Schedule data exports

This page describes how to schedule exports of your Cloud Firestore data. To run exports on a schedule, we recommend using Cloud Functions and Cloud Scheduler.

Before you begin

Before you schedule managed data exports, you must complete the following tasks:

  1. Enable billing for your Google Cloud project. Only Google Cloud projects with billing enabled can use the export and import feature.
  2. Export operations require a destination Cloud Storage bucket. Create a Cloud Storage bucket in a location near your Cloud Firestore database location. You cannot use a Requester Pays bucket for export operations.

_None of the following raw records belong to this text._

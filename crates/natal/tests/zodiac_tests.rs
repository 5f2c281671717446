use approx::assert_abs_diff_eq;
use natal::zodiac::{normalize, reduce_longitude, Element, PlanetPosition, Sign};

#[test]
fn test_normalize_365_is_five_aries() {
    let placement = normalize(365.0);
    assert_eq!(placement.sign, Sign::Aries);
    assert_abs_diff_eq!(placement.degree_in_sign, 5.0, epsilon = 1e-9);
}

#[test]
fn test_normalize_each_sign_start() {
    for sign in Sign::ALL {
        let placement = normalize(sign.start_longitude() + 0.5);
        assert_eq!(placement.sign, sign);
        assert_abs_diff_eq!(placement.degree_in_sign, 0.5, epsilon = 1e-9);
    }
}

#[test]
fn test_normalize_large_negative() {
    // -725 = -2*360 - 5  ->  355 -> 25° Pisces
    let placement = normalize(-725.0);
    assert_eq!(placement.sign, Sign::Pisces);
    assert_abs_diff_eq!(placement.degree_in_sign, 25.0, epsilon = 1e-9);
}

#[test]
fn test_reduce_longitude_range() {
    assert_abs_diff_eq!(reduce_longitude(360.0), 0.0);
    assert_abs_diff_eq!(reduce_longitude(-90.0), 270.0);
    assert_abs_diff_eq!(reduce_longitude(1080.25), 0.25, epsilon = 1e-9);
}

#[test]
fn test_placement_round_trips_to_absolute_longitude() {
    let placement = normalize(247.75);
    assert_eq!(placement.sign, Sign::Sagittarius);
    assert_abs_diff_eq!(placement.absolute_longitude(), 247.75, epsilon = 1e-9);
}

#[test]
fn test_retrograde_carried_through() {
    let pos = PlanetPosition::from_longitude("mercury", 61.0, true);
    assert_eq!(pos.sign, Sign::Gemini);
    assert!(pos.retrograde);
    assert_eq!(pos.placement().sign, Sign::Gemini);
}

#[test]
fn test_elements_cycle_fire_earth_air_water() {
    let expected = [Element::Fire, Element::Earth, Element::Air, Element::Water];
    for sign in Sign::ALL {
        assert_eq!(sign.element(), expected[sign.index() % 4]);
    }
}

#[test]
fn test_sign_serializes_lowercase() {
    let json = serde_json::to_string(&Sign::Capricorn).unwrap();
    assert_eq!(json, "\"capricorn\"");
    let back: Sign = serde_json::from_str("\"aquarius\"").unwrap();
    assert_eq!(back, Sign::Aquarius);
}
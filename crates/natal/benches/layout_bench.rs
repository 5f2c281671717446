use criterion::{black_box, criterion_group, criterion_main, Criterion};
use natal::layout::{ChartLayoutEngine, LayoutSettings};
use natal::zodiac::{PlanetPosition, Sign};

fn bench_layout(c: &mut Criterion) {
    let engine = ChartLayoutEngine::new(LayoutSettings::default());

    // clustered so the declutter path is exercised
    let planets: Vec<PlanetPosition> = (0..10)
        .map(|i| PlanetPosition::from_longitude(format!("planet_{}", i), 100.0 + (i % 4) as f64 * 1.5, false))
        .collect();

    c.bench_function("layout", |b| {
        b.iter(|| engine.layout(black_box(Sign::Scorpio), black_box(&planets), black_box(720.0)))
    });
}

criterion_group!(benches, bench_layout);
criterion_main!(benches);
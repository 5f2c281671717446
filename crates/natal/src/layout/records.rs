//! Layout over loosely typed stored placements.
//!
//! Persisted rows carry sign names as text, in English or Portuguese. A wrong
//! ascendant name falls back to Aries and a placement whose sign cannot be
//! read is left out, so a partial chart is still produced. Callers can spot
//! degraded output by comparing `glyphs.len()` with the number of placements
//! passed in. A non-finite degree reads as 0; anything else outside the sign
//! is clamped to its edges.

use crate::error::ChartError;
use crate::layout::engine::ChartLayoutEngine;
use crate::layout::types::{ChartLayout, LayoutSettings};
use crate::zodiac::{PlanetPosition, Sign, SIGN_SPAN};
use serde::{Deserialize, Serialize};

#[derive(Debug, Clone, PartialEq, Serialize, Deserialize)]
pub struct StoredPlacement {
    pub planet: String,
    pub sign: String,
    #[serde(default, alias = "degree")]
    pub degree_in_sign: f64,
    #[serde(default)]
    pub retrograde: bool,
}

impl StoredPlacement {
    /// Typed position, or `None` when the sign is unknown.
    pub fn to_position(&self) -> Option<PlanetPosition> {
        let sign = Sign::from_name(&self.sign)?;
        Some(PlanetPosition::new(
            self.planet.clone(),
            sign,
            clamp_degree(self.degree_in_sign),
            self.retrograde,
        ))
    }
}

fn clamp_degree(degree: f64) -> f64 {
    if !degree.is_finite() || degree < 0.0 {
        0.0
    } else if degree >= SIGN_SPAN {
        // largest value still inside the sign
        SIGN_SPAN - f64::EPSILON * SIGN_SPAN
    } else {
        degree
    }
}

/// Ascendant sign by name, Aries when the name is not recognized.
pub fn resolve_ascendant(name: &str) -> Sign {
    Sign::from_name(name).unwrap_or(Sign::Aries)
}

pub fn layout_stored(
    ascendant: &str,
    placements: &[StoredPlacement],
    chart_size: f64,
    settings: &LayoutSettings,
) -> Result<ChartLayout, ChartError> {
    let planets: Vec<PlanetPosition> = placements
        .iter()
        .filter_map(StoredPlacement::to_position)
        .collect();

    ChartLayoutEngine::new(settings.clone()).layout(resolve_ascendant(ascendant), &planets, chart_size)
}
use natal::layout::LayoutSettings;
use serde::Deserialize;
use std::fs;
use std::path::{Path, PathBuf};

/// Well-known locations tried when no explicit path is given.
const CONFIG_PATHS: [&str; 2] = ["configs/natal.toml", "../../configs/natal.toml"];

#[derive(Debug, Clone)]
pub struct NatalConfig {
    pub layout: LayoutSettings,
    pub chart_size: f64,
    /// File the settings came from; `None` when running on defaults.
    pub source: Option<PathBuf>,
}

impl Default for NatalConfig {
    fn default() -> Self {
        Self {
            layout: LayoutSettings::default(),
            chart_size: default_chart_size(),
            source: None,
        }
    }
}

#[derive(Debug, Clone, Deserialize)]
struct LayoutToml {
    #[serde(default)]
    band_width: Option<f64>,
    #[serde(default)]
    spread_factor: Option<f64>,
    #[serde(default)]
    ring_inner_ratio: Option<f64>,
    #[serde(default)]
    ring_outer_ratio: Option<f64>,
    #[serde(default)]
    glyph_ratio: Option<f64>,
    #[serde(default)]
    radial_step_ratio: Option<f64>,
    #[serde(default)]
    label_ratio: Option<f64>,
}

#[derive(Debug, Clone, Deserialize)]
struct RenderToml {
    #[serde(default = "default_chart_size")]
    chart_size: f64,
}

fn default_chart_size() -> f64 {
    600.0
}

#[derive(Debug, Clone, Deserialize)]
struct RootConfigToml {
    #[serde(default)]
    layout: Option<LayoutToml>,
    #[serde(default)]
    render: Option<RenderToml>,
}

/// Parse config text, filling anything missing from the built-in defaults.
pub fn parse_config(text: &str) -> anyhow::Result<NatalConfig> {
    let root: RootConfigToml =
        toml::from_str(text).map_err(|e| anyhow::anyhow!("Failed to parse natal.toml: {e}"))?;

    let defaults = LayoutSettings::default();
    let layout = match root.layout {
        Some(l) => LayoutSettings {
            band_width: l.band_width.unwrap_or(defaults.band_width),
            spread_factor: l.spread_factor.unwrap_or(defaults.spread_factor),
            ring_inner_ratio: l.ring_inner_ratio.unwrap_or(defaults.ring_inner_ratio),
            ring_outer_ratio: l.ring_outer_ratio.unwrap_or(defaults.ring_outer_ratio),
            glyph_ratio: l.glyph_ratio.unwrap_or(defaults.glyph_ratio),
            radial_step_ratio: l.radial_step_ratio.unwrap_or(defaults.radial_step_ratio),
            label_ratio: l.label_ratio.unwrap_or(defaults.label_ratio),
        },
        None => defaults,
    };
    let chart_size = root
        .render
        .map(|r| r.chart_size)
        .unwrap_or_else(default_chart_size);

    let config = NatalConfig {
        layout,
        chart_size,
        source: None,
    };
    validate_config(&config)?;
    Ok(config)
}

pub fn validate_config(config: &NatalConfig) -> anyhow::Result<()> {
    let layout = &config.layout;
    if !(config.chart_size.is_finite() && config.chart_size > 0.0) {
        anyhow::bail!("render.chart_size must be positive, got {}", config.chart_size);
    }
    if !(layout.band_width > 0.0 && layout.band_width <= 30.0) {
        anyhow::bail!("layout.band_width must be in (0, 30], got {}", layout.band_width);
    }
    if !(layout.spread_factor >= 0.0 && layout.spread_factor.is_finite()) {
        anyhow::bail!("layout.spread_factor must be non-negative, got {}", layout.spread_factor);
    }
    for (name, value) in [
        ("ring_inner_ratio", layout.ring_inner_ratio),
        ("ring_outer_ratio", layout.ring_outer_ratio),
        ("glyph_ratio", layout.glyph_ratio),
        ("label_ratio", layout.label_ratio),
    ] {
        if !(value > 0.0 && value <= 1.0) {
            anyhow::bail!("layout.{name} must be in (0, 1], got {value}");
        }
    }
    if layout.ring_inner_ratio >= layout.ring_outer_ratio {
        anyhow::bail!("layout.ring_inner_ratio must be less than ring_outer_ratio");
    }
    if !(layout.radial_step_ratio >= 0.0 && layout.radial_step_ratio.is_finite()) {
        anyhow::bail!(
            "layout.radial_step_ratio must be non-negative, got {}",
            layout.radial_step_ratio
        );
    }
    Ok(())
}

pub fn load_config_from_path(path: &Path) -> anyhow::Result<NatalConfig> {
    let text = fs::read_to_string(path)
        .map_err(|e| anyhow::anyhow!("Could not read {}: {e}", path.display()))?;
    let mut config = parse_config(&text)?;
    config.source = Some(path.to_path_buf());
    Ok(config)
}

/// Load from `path` when given, otherwise from the first well-known location
/// that exists, otherwise defaults.
pub fn load_config(path: Option<&Path>) -> anyhow::Result<NatalConfig> {
    if let Some(path) = path {
        return load_config_from_path(path);
    }
    for p in &CONFIG_PATHS {
        let candidate = Path::new(p);
        if candidate.exists() {
            return load_config_from_path(candidate);
        }
    }
    log::debug!("no natal.toml found in {:?}; using defaults", CONFIG_PATHS);
    Ok(NatalConfig::default())
}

Create a Cloud Function and a Cloud Scheduler job

Follow the steps below to create a Node.js Cloud Function that initiates a Cloud Firestore data export and a Cloud Scheduler job to call that function:

Firebase CLI
  1. Install the Firebase CLI. In a new directory, initialize the CLI for Cloud Functions:

    firebase init functions --project PROJECT_ID
    1. Select JavaScript for the language.
    2. Optionally, enable ESLint.
    3. Enter y to install dependencies.
  2. Replace the code in the functions/index.js file with the following:

    const functions = require('firebase-functions');
    const firestore = require('@google-cloud/firestore');
    const client = new firestore.v1.FirestoreAdminClient();
    
    // Replace BUCKET_NAME
    const bucket = 'gs://BUCKET_NAME';
    
    exports.scheduledFirestoreExport = functions.pubsub
                                                .schedule('every 24 hours')
                                                .onRun((context) => {
    
      const projectId = process.env.GCP_PROJECT;
      const databaseName = 
        client.databasePath(projectId, '(default)');
    
      return client.exportDocuments({
        name: databaseName,
        outputUriPrefix: bucket,
        // Leave collectionIds empty to export all collections
        // or set to a list of collection IDs to export,
        // collectionIds: ['users', 'posts']
        collectionIds: []
        })
      .then(responses => {
        const response = responses[0];
        console.log(`Operation Name: ${response['name']}`);
      })
      .catch(err => {
        console.error(err);
        throw new Error('Export operation failed');
      });
    });
  3. In the code above, modify the following:
    • Replace BUCKET_NAME with the name of your bucket.
    • Modify every 24 hours to set your export schedule. Use either AppEngine cron.yaml syntax or the unix-cron format (* * * * *).
    • Modify collectionIds: [] to export only the specified collection groups. Leave as is to export all collections.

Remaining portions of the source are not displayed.